***** Given information
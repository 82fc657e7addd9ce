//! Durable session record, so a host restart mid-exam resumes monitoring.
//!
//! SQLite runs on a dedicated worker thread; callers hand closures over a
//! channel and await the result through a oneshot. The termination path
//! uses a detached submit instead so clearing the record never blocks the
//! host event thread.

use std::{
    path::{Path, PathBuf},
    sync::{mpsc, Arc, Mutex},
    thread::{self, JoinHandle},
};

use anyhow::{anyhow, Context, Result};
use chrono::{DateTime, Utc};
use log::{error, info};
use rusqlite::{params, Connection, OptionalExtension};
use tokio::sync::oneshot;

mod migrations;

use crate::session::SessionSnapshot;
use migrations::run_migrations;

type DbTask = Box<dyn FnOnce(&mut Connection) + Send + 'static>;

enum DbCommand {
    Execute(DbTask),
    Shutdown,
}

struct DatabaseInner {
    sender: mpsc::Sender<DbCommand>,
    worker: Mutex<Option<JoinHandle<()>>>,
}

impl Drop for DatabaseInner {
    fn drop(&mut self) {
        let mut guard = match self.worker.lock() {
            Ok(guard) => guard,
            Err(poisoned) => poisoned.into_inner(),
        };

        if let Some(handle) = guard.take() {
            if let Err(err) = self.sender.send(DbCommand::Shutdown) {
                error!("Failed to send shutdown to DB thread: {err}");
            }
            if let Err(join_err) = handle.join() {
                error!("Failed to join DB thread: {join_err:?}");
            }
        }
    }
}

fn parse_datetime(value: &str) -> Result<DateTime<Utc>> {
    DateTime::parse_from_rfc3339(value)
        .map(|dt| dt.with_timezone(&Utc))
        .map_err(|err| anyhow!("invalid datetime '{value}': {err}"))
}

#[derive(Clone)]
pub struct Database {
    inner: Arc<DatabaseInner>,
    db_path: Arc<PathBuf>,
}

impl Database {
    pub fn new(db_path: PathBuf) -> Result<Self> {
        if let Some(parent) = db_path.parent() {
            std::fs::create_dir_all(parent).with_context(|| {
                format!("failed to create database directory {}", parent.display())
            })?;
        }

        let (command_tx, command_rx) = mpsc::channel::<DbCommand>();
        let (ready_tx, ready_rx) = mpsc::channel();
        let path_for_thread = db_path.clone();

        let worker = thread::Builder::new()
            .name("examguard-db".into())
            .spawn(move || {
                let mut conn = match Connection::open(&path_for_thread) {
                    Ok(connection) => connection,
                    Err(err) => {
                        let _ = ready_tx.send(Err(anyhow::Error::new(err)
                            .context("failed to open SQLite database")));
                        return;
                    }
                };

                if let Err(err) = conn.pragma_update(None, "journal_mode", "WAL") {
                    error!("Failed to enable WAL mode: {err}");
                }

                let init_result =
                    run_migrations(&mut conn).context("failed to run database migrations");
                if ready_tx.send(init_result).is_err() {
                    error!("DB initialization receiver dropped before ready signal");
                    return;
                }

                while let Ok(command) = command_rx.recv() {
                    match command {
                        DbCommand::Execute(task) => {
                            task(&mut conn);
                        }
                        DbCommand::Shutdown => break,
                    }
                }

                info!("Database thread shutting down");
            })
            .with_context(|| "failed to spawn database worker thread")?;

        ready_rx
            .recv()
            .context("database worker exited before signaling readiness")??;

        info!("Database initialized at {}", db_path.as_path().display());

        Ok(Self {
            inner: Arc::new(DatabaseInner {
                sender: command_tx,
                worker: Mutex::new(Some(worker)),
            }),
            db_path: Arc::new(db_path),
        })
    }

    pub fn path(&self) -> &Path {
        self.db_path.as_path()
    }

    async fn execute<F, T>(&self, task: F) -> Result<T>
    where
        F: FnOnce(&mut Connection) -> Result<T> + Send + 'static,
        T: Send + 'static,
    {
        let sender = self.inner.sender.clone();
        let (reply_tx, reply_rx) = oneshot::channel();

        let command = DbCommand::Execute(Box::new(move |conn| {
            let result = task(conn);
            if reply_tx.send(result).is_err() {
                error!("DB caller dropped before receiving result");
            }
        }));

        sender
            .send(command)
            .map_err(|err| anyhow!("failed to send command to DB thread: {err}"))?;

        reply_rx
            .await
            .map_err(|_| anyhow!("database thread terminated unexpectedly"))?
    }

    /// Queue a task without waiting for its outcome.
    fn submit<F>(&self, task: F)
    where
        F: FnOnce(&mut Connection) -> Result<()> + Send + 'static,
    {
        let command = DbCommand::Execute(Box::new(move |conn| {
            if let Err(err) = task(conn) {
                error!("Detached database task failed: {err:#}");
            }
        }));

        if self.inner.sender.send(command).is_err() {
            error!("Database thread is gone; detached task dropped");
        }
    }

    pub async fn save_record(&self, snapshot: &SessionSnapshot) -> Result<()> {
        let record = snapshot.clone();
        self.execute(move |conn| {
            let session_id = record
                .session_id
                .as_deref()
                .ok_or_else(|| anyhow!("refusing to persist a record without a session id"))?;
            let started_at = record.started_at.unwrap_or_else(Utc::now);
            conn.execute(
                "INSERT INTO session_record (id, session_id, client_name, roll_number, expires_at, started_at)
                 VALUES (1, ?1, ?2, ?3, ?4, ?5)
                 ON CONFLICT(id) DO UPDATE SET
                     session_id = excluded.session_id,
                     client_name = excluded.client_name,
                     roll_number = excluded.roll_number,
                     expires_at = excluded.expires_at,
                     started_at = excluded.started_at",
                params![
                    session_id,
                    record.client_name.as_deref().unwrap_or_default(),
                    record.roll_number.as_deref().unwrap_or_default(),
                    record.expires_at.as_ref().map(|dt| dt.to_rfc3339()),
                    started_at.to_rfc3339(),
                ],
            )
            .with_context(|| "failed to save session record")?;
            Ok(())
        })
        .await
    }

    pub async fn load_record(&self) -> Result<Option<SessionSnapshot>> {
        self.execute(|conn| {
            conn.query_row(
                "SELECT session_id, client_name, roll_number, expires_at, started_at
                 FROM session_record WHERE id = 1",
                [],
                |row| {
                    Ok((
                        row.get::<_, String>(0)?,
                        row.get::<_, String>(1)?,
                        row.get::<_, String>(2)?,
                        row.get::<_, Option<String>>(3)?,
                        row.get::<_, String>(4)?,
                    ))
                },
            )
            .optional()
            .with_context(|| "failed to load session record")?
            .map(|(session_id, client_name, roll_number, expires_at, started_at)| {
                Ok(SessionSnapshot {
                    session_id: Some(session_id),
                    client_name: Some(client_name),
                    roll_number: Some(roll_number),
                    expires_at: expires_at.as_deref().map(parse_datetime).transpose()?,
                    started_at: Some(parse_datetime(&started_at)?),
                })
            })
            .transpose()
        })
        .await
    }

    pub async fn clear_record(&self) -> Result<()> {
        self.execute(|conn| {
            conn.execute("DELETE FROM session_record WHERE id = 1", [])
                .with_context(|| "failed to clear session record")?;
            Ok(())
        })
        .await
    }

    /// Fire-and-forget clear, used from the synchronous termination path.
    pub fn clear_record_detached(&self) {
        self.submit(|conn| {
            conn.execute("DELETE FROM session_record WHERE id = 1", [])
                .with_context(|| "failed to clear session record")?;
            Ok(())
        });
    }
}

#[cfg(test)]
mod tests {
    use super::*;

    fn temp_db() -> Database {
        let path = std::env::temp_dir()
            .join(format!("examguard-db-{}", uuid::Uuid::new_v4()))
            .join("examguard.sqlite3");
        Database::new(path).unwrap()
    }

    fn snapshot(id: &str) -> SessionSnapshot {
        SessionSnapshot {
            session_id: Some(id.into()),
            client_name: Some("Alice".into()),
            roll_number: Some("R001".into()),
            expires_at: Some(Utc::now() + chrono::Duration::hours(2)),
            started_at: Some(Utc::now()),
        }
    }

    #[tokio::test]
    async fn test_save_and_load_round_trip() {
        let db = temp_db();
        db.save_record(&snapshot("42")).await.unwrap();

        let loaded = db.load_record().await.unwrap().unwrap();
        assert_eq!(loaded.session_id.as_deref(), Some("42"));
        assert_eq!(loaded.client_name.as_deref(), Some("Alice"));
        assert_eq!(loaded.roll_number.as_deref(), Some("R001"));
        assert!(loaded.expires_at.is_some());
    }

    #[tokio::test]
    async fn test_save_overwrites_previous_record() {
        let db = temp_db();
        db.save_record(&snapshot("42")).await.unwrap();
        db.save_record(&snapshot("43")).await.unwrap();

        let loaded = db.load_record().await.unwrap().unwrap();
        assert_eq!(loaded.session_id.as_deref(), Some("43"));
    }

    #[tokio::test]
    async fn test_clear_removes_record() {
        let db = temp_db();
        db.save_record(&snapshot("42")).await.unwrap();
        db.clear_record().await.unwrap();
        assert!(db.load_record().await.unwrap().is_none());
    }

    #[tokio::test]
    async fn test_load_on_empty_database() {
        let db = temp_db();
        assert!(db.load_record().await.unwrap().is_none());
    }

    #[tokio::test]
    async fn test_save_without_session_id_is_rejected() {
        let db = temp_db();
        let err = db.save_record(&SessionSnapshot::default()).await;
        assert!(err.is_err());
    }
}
**********
***** Given information
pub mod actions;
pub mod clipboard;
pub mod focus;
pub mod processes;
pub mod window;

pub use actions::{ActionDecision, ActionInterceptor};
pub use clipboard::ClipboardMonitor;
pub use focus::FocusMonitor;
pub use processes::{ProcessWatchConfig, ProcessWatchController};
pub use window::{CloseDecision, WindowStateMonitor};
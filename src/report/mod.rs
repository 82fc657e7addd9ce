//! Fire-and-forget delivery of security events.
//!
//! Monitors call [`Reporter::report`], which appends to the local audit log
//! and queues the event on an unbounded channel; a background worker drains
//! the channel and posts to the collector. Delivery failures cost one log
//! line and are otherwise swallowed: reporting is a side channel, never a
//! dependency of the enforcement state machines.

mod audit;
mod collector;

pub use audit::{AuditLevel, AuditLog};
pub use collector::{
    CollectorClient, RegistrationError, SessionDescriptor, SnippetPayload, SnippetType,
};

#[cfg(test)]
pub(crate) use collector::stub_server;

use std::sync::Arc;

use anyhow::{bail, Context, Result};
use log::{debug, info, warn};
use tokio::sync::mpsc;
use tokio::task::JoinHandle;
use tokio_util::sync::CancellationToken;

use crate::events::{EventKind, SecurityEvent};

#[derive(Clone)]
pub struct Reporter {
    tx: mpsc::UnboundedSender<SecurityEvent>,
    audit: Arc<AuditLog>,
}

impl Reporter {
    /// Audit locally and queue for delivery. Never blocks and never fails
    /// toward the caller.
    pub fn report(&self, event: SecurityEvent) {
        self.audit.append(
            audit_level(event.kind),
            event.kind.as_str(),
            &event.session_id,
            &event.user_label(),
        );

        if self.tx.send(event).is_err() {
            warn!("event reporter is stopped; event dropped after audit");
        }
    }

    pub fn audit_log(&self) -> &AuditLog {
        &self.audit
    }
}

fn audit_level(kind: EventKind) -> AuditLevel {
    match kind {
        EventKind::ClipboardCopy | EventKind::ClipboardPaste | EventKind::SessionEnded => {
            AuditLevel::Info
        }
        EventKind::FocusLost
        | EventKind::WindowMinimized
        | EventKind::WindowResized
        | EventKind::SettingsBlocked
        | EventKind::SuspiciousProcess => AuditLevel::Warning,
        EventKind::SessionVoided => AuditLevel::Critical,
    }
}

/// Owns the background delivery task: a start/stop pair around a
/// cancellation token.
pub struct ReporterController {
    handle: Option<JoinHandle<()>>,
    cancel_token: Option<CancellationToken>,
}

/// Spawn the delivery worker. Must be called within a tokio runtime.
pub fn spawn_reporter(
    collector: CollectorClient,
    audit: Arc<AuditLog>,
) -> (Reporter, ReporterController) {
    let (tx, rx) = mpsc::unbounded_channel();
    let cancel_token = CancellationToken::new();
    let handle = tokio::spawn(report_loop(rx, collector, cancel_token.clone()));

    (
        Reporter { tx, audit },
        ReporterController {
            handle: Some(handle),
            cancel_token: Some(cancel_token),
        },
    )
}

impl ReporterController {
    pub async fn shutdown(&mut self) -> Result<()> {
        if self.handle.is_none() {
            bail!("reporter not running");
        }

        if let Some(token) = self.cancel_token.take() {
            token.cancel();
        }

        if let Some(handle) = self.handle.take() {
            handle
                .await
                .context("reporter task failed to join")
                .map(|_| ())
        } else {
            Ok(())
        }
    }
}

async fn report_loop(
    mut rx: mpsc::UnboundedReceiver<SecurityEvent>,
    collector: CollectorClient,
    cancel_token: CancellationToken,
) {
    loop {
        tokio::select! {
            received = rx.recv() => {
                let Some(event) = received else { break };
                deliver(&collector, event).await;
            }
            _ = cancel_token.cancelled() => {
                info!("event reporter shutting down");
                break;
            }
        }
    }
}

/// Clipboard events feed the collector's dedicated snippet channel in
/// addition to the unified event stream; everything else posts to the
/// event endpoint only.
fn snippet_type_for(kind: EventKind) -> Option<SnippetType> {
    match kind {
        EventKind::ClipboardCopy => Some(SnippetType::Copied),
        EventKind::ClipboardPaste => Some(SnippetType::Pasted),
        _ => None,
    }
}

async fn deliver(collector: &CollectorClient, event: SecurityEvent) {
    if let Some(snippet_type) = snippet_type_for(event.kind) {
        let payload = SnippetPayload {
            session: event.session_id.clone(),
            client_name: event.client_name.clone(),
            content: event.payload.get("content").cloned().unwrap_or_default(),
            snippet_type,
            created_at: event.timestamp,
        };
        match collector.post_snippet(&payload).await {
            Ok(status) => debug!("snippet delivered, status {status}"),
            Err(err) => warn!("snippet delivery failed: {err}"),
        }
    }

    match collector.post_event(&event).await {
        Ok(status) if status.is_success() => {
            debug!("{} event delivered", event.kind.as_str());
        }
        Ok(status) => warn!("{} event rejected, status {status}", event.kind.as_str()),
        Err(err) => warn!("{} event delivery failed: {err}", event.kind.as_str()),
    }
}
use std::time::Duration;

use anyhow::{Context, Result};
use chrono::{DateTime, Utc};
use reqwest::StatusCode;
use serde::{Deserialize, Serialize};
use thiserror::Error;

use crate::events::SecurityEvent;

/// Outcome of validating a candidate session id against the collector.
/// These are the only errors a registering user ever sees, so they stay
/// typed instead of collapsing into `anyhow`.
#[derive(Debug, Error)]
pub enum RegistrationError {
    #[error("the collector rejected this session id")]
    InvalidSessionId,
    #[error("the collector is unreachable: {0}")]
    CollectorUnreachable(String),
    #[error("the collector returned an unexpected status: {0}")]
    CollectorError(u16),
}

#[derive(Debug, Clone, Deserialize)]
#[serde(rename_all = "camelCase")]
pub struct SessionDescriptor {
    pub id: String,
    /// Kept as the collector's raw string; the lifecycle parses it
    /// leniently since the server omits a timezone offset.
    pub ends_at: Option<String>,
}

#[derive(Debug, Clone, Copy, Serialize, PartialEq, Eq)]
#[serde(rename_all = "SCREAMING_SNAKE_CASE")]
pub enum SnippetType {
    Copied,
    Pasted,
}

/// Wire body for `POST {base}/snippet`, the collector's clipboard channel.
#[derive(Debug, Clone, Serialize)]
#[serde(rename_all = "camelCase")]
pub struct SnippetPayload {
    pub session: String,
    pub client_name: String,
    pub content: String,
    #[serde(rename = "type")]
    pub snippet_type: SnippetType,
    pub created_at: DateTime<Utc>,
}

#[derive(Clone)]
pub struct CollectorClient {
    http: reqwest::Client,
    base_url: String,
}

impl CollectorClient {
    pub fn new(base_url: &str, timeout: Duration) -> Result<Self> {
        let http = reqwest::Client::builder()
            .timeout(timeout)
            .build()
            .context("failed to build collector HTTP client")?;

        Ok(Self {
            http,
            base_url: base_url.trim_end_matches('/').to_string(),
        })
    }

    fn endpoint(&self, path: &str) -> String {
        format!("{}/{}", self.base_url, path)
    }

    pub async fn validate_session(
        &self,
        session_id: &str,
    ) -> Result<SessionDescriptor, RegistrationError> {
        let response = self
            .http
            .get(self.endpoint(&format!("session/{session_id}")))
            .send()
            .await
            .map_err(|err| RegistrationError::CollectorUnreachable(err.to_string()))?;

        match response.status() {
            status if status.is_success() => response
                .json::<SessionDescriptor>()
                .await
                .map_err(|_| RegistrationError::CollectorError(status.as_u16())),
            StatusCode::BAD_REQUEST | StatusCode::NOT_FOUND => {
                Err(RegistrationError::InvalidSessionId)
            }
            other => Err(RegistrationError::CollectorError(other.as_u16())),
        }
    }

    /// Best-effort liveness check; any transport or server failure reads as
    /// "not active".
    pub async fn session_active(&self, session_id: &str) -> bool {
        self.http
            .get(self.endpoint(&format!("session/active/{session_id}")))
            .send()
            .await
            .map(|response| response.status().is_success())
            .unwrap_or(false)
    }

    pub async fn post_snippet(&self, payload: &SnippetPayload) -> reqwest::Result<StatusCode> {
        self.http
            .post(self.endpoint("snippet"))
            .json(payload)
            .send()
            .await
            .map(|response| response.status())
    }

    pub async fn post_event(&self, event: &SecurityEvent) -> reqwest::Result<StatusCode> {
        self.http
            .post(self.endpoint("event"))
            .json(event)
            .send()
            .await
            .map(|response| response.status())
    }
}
**********
Filter on the word "CollectorClient": copy each matching line from the entries above.

Exercise answer:
    CollectorClient, RegistrationError, SessionDescriptor, SnippetPayload, SnippetType,
    collector: CollectorClient,
    collector: CollectorClient,
async fn deliver(collector: &CollectorClient, event: SecurityEvent) {
pub struct CollectorClient {
impl CollectorClient {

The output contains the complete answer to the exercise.